## TASK
Look through the entries. Copy each line that has the word "collect".

## RECORDED DATA
//! [`SqliteStore`], the SQLite implementation of [`CardStore`].

use std::path::Path;

use chrono::{DateTime, Utc};
use rusqlite::{Connection, OptionalExtension as _, params, types::Value};
use tracing::debug;
use uuid::Uuid;

use mnemo_core::{
  card::CardState,
  flashcard::{Flashcard, FlashcardPatch, NewFlashcard},
  store::{CardStore, FlashcardQuery},
};

use crate::{
  Error, Result,
  encode::{
    RawCardState, RawFlashcard, RawReviewEntry, encode_dt, encode_memory,
    encode_tags, encode_uuid,
  },
  schema::SCHEMA,
};

/// How a compare-and-swap write ended.
enum Write {
  Done,
  Conflict,
  MissingFlashcard,
}

// ─── Store ───────────────────────────────────────────────────────────────────

/// A Mnemo card store backed by a single SQLite file.
///
/// Cloning shares the inner connection.
#[derive(Clone)]
pub struct SqliteStore {
  conn: tokio_rusqlite::Connection,
}

impl SqliteStore {
  /// Open (or create) a store at `path` and run schema initialisation.
  pub async fn open(path: impl AsRef<Path>) -> Result<Self> {
    let conn = tokio_rusqlite::Connection::open(path).await?;
    let store = Self { conn };
    store.init_schema().await?;
    Ok(store)
  }

  /// Open an in-memory store.
  pub async fn open_in_memory() -> Result<Self> {
    let conn = tokio_rusqlite::Connection::open_in_memory().await?;
    let store = Self { conn };
    store.init_schema().await?;
    Ok(store)
  }

  async fn init_schema(&self) -> Result<()> {
    self
      .conn
      .call(|conn| {
        conn.execute_batch(SCHEMA)?;
        Ok(())
      })
      .await?;
    Ok(())
  }

  /// Run a `card_states` query and attach each row's ledger.
  async fn query_card_states(
    &self,
    where_clause: &'static str,
    args: Vec<Value>,
  ) -> Result<Vec<CardState>> {
    let raws: Vec<RawCardState> = self
      .conn
      .call(move |conn| {
        let sql = format!(
          "SELECT {} FROM card_states {where_clause}",
          RawCardState::COLUMNS
        );
        let mut stmt = conn.prepare(&sql)?;
        let mut rows = stmt
          .query_map(
            rusqlite::params_from_iter(args.iter()),
            RawCardState::from_row,
          )?
          .collect::<rusqlite::Result<Vec<_>>>()?;

        for raw in &mut rows {
          raw.history = load_history(conn, &raw.user_id, &raw.flashcard_id)?;
        }
        Ok(rows)
      })
      .await?;

    raws.into_iter().map(RawCardState::into_card_state).collect()
  }
}

/// The ledger rows of one card state, oldest first.
fn load_history(
  conn: &Connection,
  user_id: &str,
  flashcard_id: &str,
) -> rusqlite::Result<Vec<RawReviewEntry>> {
  let sql = format!(
    "SELECT {} FROM review_log
     WHERE user_id = ?1 AND flashcard_id = ?2
     ORDER BY seq",
    RawReviewEntry::COLUMNS
  );
  let mut stmt = conn.prepare(&sql)?;
  stmt
    .query_map(params![user_id, flashcard_id], RawReviewEntry::from_row)?
    .collect()
}

/// Column values for one `card_states` write, encoded up front so the
/// closure handed to the database thread owns everything it needs.
struct EncodedState {
  user_id:          String,
  flashcard_id:     String,
  algorithm:        String,
  memory_json:      String,
  next_review_date: String,
  last_review_date: Option<String>,
  last_rating:      Option<u8>,
  total_reviews:    u32,
  correct_count:    u32,
  incorrect_count:  u32,
  avg_response_ms:  f64,
  lapses:           u32,
  is_suspended:     bool,
  state:            String,
  entries:          Vec<EncodedEntry>,
}

struct EncodedEntry {
  reviewed_at:      String,
  rating:           u8,
  response_time_ms: Option<u32>,
  interval_before:  u32,
  interval_after:   u32,
  algorithm:        String,
  correct:          bool,
}

impl EncodedState {
  fn new(state: &CardState) -> Result<Self> {
    Ok(Self {
      user_id:          state.user_id.clone(),
      flashcard_id:     encode_uuid(state.flashcard_id),
      algorithm:        state.algorithm().to_string(),
      memory_json:      encode_memory(&state.memory)?,
      next_review_date: encode_dt(state.next_review_date),
      last_review_date: state.last_review_date.map(encode_dt),
      last_rating:      state.last_rating,
      total_reviews:    state.total_reviews,
      correct_count:    state.correct_count,
      incorrect_count:  state.incorrect_count,
      avg_response_ms:  state.average_response_time_ms,
      lapses:           state.lapses,
      is_suspended:     state.is_suspended,
      state:            state.state.to_string(),
      entries:          state
        .review_history
        .iter()
        .map(|e| EncodedEntry {
          reviewed_at:      encode_dt(e.timestamp),
          rating:           e.rating,
          response_time_ms: e.response_time_ms,
          interval_before:  e.interval_before,
          interval_after:   e.interval_after,
          algorithm:        e.algorithm.to_string(),
          correct:          e.correct,
        })
        .collect(),
    })
  }
}

// ─── CardStore impl ──────────────────────────────────────────────────────────

impl CardStore for SqliteStore {
  type Error = Error;

  // ── Flashcards ────────────────────────────────────────────────────────────

  async fn create_flashcard(&self, input: NewFlashcard) -> Result<Flashcard> {
    let now = Utc::now();
    let card = Flashcard {
      flashcard_id: Uuid::new_v4(),
      front:        input.front,
      back:         input.back,
      tags:         input.tags,
      created_at:   now,
      updated_at:   now,
    };

    let id_str = encode_uuid(card.flashcard_id);
    let front = card.front.clone();
    let back = card.back.clone();
    let tags_str = encode_tags(&card.tags)?;
    let at_str = encode_dt(now);

    self
      .conn
      .call(move |conn| {
        conn.execute(
          "INSERT INTO flashcards
             (flashcard_id, front, back, tags, created_at, updated_at)
           VALUES (?1, ?2, ?3, ?4, ?5, ?5)",
          params![id_str, front, back, tags_str, at_str],
        )?;
        Ok(())
      })
      .await?;

    Ok(card)
  }

  async fn get_flashcard(&self, id: Uuid) -> Result<Option<Flashcard>> {
    let id_str = encode_uuid(id);

    let raw: Option<RawFlashcard> = self
      .conn
      .call(move |conn| {
        let sql = format!(
          "SELECT {} FROM flashcards WHERE flashcard_id = ?1",
          RawFlashcard::COLUMNS
        );
        Ok(
          conn
            .query_row(&sql, params![id_str], RawFlashcard::from_row)
            .optional()?,
        )
      })
      .await?;

    raw.map(RawFlashcard::into_flashcard).transpose()
  }

  async fn list_flashcards(
    &self,
    query: &FlashcardQuery,
  ) -> Result<Vec<Flashcard>> {
    let tag = query.tag.clone();
    let limit_val = query.limit.unwrap_or(100) as i64;
    let offset_val = query.offset.unwrap_or(0) as i64;

    let raws: Vec<RawFlashcard> = self
      .conn
      .call(move |conn| {
        let sql = format!(
          "SELECT {} FROM flashcards
           WHERE ?1 IS NULL
              OR EXISTS (SELECT 1 FROM json_each(flashcards.tags)
                         WHERE json_each.value = ?1)
           ORDER BY created_at, flashcard_id
           LIMIT ?2 OFFSET ?3",
          RawFlashcard::COLUMNS
        );
        let mut stmt = conn.prepare(&sql)?;
        let rows = stmt
          .query_map(
            params![tag, limit_val, offset_val],
            RawFlashcard::from_row,
          )?
          .collect::<rusqlite::Result<Vec<_>>>()?;
        Ok(rows)
      })
      .await?;

    raws.into_iter().map(RawFlashcard::into_flashcard).collect()
  }

  async fn update_flashcard(
    &self,
    id: Uuid,
    patch: FlashcardPatch,
  ) -> Result<Option<Flashcard>> {
    let Some(mut card) = self.get_flashcard(id).await? else {
      return Ok(None);
    };
    patch.apply(&mut card, Utc::now());

    let id_str = encode_uuid(id);
    let front = card.front.clone();
    let back = card.back.clone();
    let tags_str = encode_tags(&card.tags)?;
    let at_str = encode_dt(card.updated_at);

    self
      .conn
      .call(move |conn| {
        conn.execute(
          "UPDATE flashcards
           SET front = ?2, back = ?3, tags = ?4, updated_at = ?5
           WHERE flashcard_id = ?1",
          params![id_str, front, back, tags_str, at_str],
        )?;
        Ok(())
      })
      .await?;

    Ok(Some(card))
  }

  async fn delete_flashcard(&self, id: Uuid) -> Result<bool> {
    let id_str = encode_uuid(id);
    let deleted = self
      .conn
      .call(move |conn| {
        Ok(conn.execute(
          "DELETE FROM flashcards WHERE flashcard_id = ?1",
          params![id_str],
        )?)
      })
      .await?;
    Ok(deleted > 0)
  }

  // ── Card states ───────────────────────────────────────────────────────────

  async fn get_card_state(
    &self,
    user_id: &str,
    flashcard_id: Uuid,
  ) -> Result<Option<CardState>> {
    let states = self
      .query_card_states(
        "WHERE user_id = ?1 AND flashcard_id = ?2",
        vec![
          Value::Text(user_id.to_owned()),
          Value::Text(encode_uuid(flashcard_id)),
        ],
      )
      .await?;
    Ok(states.into_iter().next())
  }

  async fn list_card_states(&self, user_id: &str) -> Result<Vec<CardState>> {
    self
      .query_card_states(
        "WHERE user_id = ?1 ORDER BY next_review_date, flashcard_id",
        vec![Value::Text(user_id.to_owned())],
      )
      .await
  }

  async fn due_card_states(
    &self,
    user_id: &str,
    now: DateTime<Utc>,
    limit: Option<usize>,
  ) -> Result<Vec<CardState>> {
    // A negative LIMIT means no limit in SQLite.
    let limit_val = limit.map_or(-1, |l| l as i64);
    self
      .query_card_states(
        "WHERE user_id = ?1 AND is_suspended = 0 AND next_review_date <= ?2
         ORDER BY next_review_date, flashcard_id
         LIMIT ?3",
        vec![
          Value::Text(user_id.to_owned()),
          Value::Text(encode_dt(now)),
          Value::Integer(limit_val),
        ],
      )
      .await
  }

  async fn put_card_state(
    &self,
    state: CardState,
    expected_version: Option<u64>,
  ) -> Result<CardState> {
    let new_version = expected_version.map_or(1, |v| v + 1);
    let expected = expected_version.map(|v| v as i64);

    let e = EncodedState::new(&state)?;

    let outcome = self
      .conn
      .call(move |conn| {
        let tx = conn.transaction()?;

        let changed = match expected {
          None => {
            let flashcard_exists = tx
              .query_row(
                "SELECT 1 FROM flashcards WHERE flashcard_id = ?1",
                params![e.flashcard_id],
                |_| Ok(()),
              )
              .optional()?
              .is_some();
            if !flashcard_exists {
              return Ok(Write::MissingFlashcard);
            }
            tx.execute(
              "INSERT INTO card_states (
                 user_id, flashcard_id, algorithm, memory_json,
                 next_review_date, last_review_date, last_rating,
                 total_reviews, correct_count, incorrect_count,
                 average_response_time_ms, lapses, is_suspended, state,
                 version
               ) VALUES (?1, ?2, ?3, ?4, ?5, ?6, ?7, ?8, ?9, ?10, ?11, ?12,
                         ?13, ?14, ?15)
               ON CONFLICT (user_id, flashcard_id) DO NOTHING",
              params![
                e.user_id,
                e.flashcard_id,
                e.algorithm,
                e.memory_json,
                e.next_review_date,
                e.last_review_date,
                e.last_rating,
                e.total_reviews,
                e.correct_count,
                e.incorrect_count,
                e.avg_response_ms,
                e.lapses,
                e.is_suspended,
                e.state,
                new_version as i64,
              ],
            )?
          }
          Some(expected) => tx.execute(
            "UPDATE card_states SET
               algorithm = ?3, memory_json = ?4, next_review_date = ?5,
               last_review_date = ?6, last_rating = ?7, total_reviews = ?8,
               correct_count = ?9, incorrect_count = ?10,
               average_response_time_ms = ?11, lapses = ?12,
               is_suspended = ?13, state = ?14, version = ?15
             WHERE user_id = ?1 AND flashcard_id = ?2 AND version = ?16",
            params![
              e.user_id,
              e.flashcard_id,
              e.algorithm,
              e.memory_json,
              e.next_review_date,
              e.last_review_date,
              e.last_rating,
              e.total_reviews,
              e.correct_count,
              e.incorrect_count,
              e.avg_response_ms,
              e.lapses,
              e.is_suspended,
              e.state,
              new_version as i64,
              expected,
            ],
          )?,
        };
        if changed == 0 {
          return Ok(Write::Conflict);
        }

        let stored: i64 = tx.query_row(
          "SELECT COUNT(*) FROM review_log
           WHERE user_id = ?1 AND flashcard_id = ?2",
          params![e.user_id, e.flashcard_id],
          |row| row.get(0),
        )?;
        {
          let mut insert = tx.prepare(
            "INSERT INTO review_log (
               user_id, flashcard_id, seq, reviewed_at, rating,
               response_time_ms, interval_before, interval_after, algorithm,
               correct
             ) VALUES (?1, ?2, ?3, ?4, ?5, ?6, ?7, ?8, ?9, ?10)",
          )?;
          for (seq, entry) in e.entries.iter().enumerate().skip(stored as usize)
          {
            insert.execute(params![
              e.user_id,
              e.flashcard_id,
              seq as i64,
              entry.reviewed_at,
              entry.rating,
              entry.response_time_ms,
              entry.interval_before,
              entry.interval_after,
              entry.algorithm,
              entry.correct,
            ])?;
          }
        }

        tx.commit()?;
        Ok(Write::Done)
      })
      .await?;

    match outcome {
      Write::Done => Ok(CardState {
        version: new_version,
        ..state
      }),
      Write::Conflict => {
        debug!(
          user_id = %state.user_id,
          flashcard_id = %state.flashcard_id,
          ?expected_version,
          "card state write lost a version race"
        );
        Err(
          mnemo_core::Error::VersionConflict {
            user_id:      state.user_id,
            flashcard_id: state.flashcard_id,
            expected:     expected_version.unwrap_or(0),
          }
          .into(),
        )
      }
      Write::MissingFlashcard => {
        Err(mnemo_core::Error::FlashcardNotFound(state.flashcard_id).into())
      }
    }
  }
}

## PROBLEM SOLUTION
          .collect::<rusqlite::Result<Vec<_>>>()?;
    raws.into_iter().map(RawCardState::into_card_state).collect()
    .collect()
        .collect(),
          .collect::<rusqlite::Result<Vec<_>>>()?;
    raws.into_iter().map(RawFlashcard::into_flashcard).collect()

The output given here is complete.